Exercise. Note each line in the data holding the string "Option" and report it.

(Dataset entries)

use std::path::PathBuf;

use crate::ecg::Sample;

/// Worker -> GUI.
#[derive(Debug, Clone, PartialEq)]
pub enum MonitorSignal {
    Connected { name: Option<String> },
    Disconnected,
    Interval(Option<u16>),
    Streaming(bool),
    Samples(Vec<Sample>),
    Recording {
        active: bool,
        samples: usize,
        duration: i64,
    },
    Exported(PathBuf),
    Error(String),
}

/// GUI -> worker.
#[derive(Debug, Clone, PartialEq)]
pub enum GuiSignal {
    Connect,
    Disconnect,
    StartStreaming,
    StopStreaming,
    StartRecording,
    StopRecording,
    SetInterval(String),
    Export,
    Quit,
}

Solved exercise.
    Connected { name: Option<String> },
    Interval(Option<u16>),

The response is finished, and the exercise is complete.